棚田は、ただ米を生産する場だけでなく、自然環境の保全の役割も果たしています。棚田で農業を継続することにより、私たちの生活に色々な『恵み』をもたらしています。洪水や土砂崩れを防ぎ、生きものの命を育む恵みを「棚田の多面的機能」と呼んでいます。
棚田に利用される水は、水源の森に浸みとおって地下水となり、質の良い水として坂折川地域で利用されます。
傾斜地を利用して作られる棚田は、農作業で日々の手入れを行うことにより斜面が崩れないように、いち早く補修をすることができます。

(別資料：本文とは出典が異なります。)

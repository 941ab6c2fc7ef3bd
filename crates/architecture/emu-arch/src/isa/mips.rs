//! MIPS32
//!
//! MIPS keeps no implicit flags register; comparisons write GPRs.

use emu_core::GuestArch;

use super::{RegDef, RegTable};

const REGS: &[RegDef] = &[
    RegDef::full("zero", 0, 32),
    RegDef::full("at", 1, 32),
    RegDef::full("v0", 2, 32),
    RegDef::full("v1", 3, 32),
    RegDef::full("a0", 4, 32),
    RegDef::full("a1", 5, 32),
    RegDef::full("a2", 6, 32),
    RegDef::full("a3", 7, 32),
    RegDef::full("t0", 8, 32),
    RegDef::full("t1", 9, 32),
    RegDef::full("t2", 10, 32),
    RegDef::full("t3", 11, 32),
    RegDef::full("t4", 12, 32),
    RegDef::full("t5", 13, 32),
    RegDef::full("t6", 14, 32),
    RegDef::full("t7", 15, 32),
    RegDef::full("s0", 16, 32),
    RegDef::full("s1", 17, 32),
    RegDef::full("s2", 18, 32),
    RegDef::full("s3", 19, 32),
    RegDef::full("s4", 20, 32),
    RegDef::full("s5", 21, 32),
    RegDef::full("s6", 22, 32),
    RegDef::full("s7", 23, 32),
    RegDef::full("t8", 24, 32),
    RegDef::full("t9", 25, 32),
    RegDef::full("k0", 26, 32),
    RegDef::full("k1", 27, 32),
    RegDef::full("gp", 28, 32),
    RegDef::full("sp", 29, 32),
    RegDef::full("s8", 30, 32),
    RegDef::full("ra", 31, 32),
    RegDef::full("pc", 32, 32),
    RegDef::full("hi", 33, 32),
    RegDef::full("lo", 34, 32),
    RegDef::full("cp0_status", 35, 32),
    RegDef::full("cp0_cause", 36, 32),
    RegDef::full("cp0_epc", 37, 32),
    RegDef::full("cp0_config3", 38, 32),
    RegDef::full("cp0_userlocal", 39, 32),
    // aliases
    RegDef::full("fp", 30, 32),
    RegDef::full("r0", 0, 32),
    RegDef::full("r1", 1, 32),
    RegDef::full("r2", 2, 32),
    RegDef::full("r3", 3, 32),
    RegDef::full("r4", 4, 32),
    RegDef::full("r5", 5, 32),
    RegDef::full("r6", 6, 32),
    RegDef::full("r7", 7, 32),
    RegDef::full("r8", 8, 32),
    RegDef::full("r9", 9, 32),
    RegDef::full("r10", 10, 32),
    RegDef::full("r11", 11, 32),
    RegDef::full("r12", 12, 32),
    RegDef::full("r13", 13, 32),
    RegDef::full("r14", 14, 32),
    RegDef::full("r15", 15, 32),
    RegDef::full("r16", 16, 32),
    RegDef::full("r17", 17, 32),
    RegDef::full("r18", 18, 32),
    RegDef::full("r19", 19, 32),
    RegDef::full("r20", 20, 32),
    RegDef::full("r21", 21, 32),
    RegDef::full("r22", 22, 32),
    RegDef::full("r23", 23, 32),
    RegDef::full("r24", 24, 32),
    RegDef::full("r25", 25, 32),
    RegDef::full("r26", 26, 32),
    RegDef::full("r27", 27, 32),
    RegDef::full("r28", 28, 32),
    RegDef::full("r29", 29, 32),
    RegDef::full("r30", 30, 32),
    RegDef::full("r31", 31, 32),
];

pub static TABLE: RegTable = RegTable {
    arch: GuestArch::Mips,
    regs: REGS,
    pc: "pc",
    sp: "sp",
    flags: None,
    link: Some("ra"),
};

棚田に張られた水が雨や風の影響をやわらげ、土の流出や土ほこりを抑えます。
棚田に一時的に貯めた雨水を地下に浸みこませ、時間をかけて川に戻し、川の水量を安定させます。
棚田は雨水を一時的に貯めるダムとしての役割もあり、下流にゆっくりと流し、洪水を防ぎます。
それ以外にも、多様な生きものを育み、美しい棚田の風景は、私たちの心を和ませてくれるなど医療・介護福祉との関わり、環境保全の体験学習の場としても大きな役割を果たしています。
こうした棚田の恵みは、お金で買うことのできないものであり、棚田の持つ様々な恵みを思い、棚田の自然環境を支えていくことが必要です。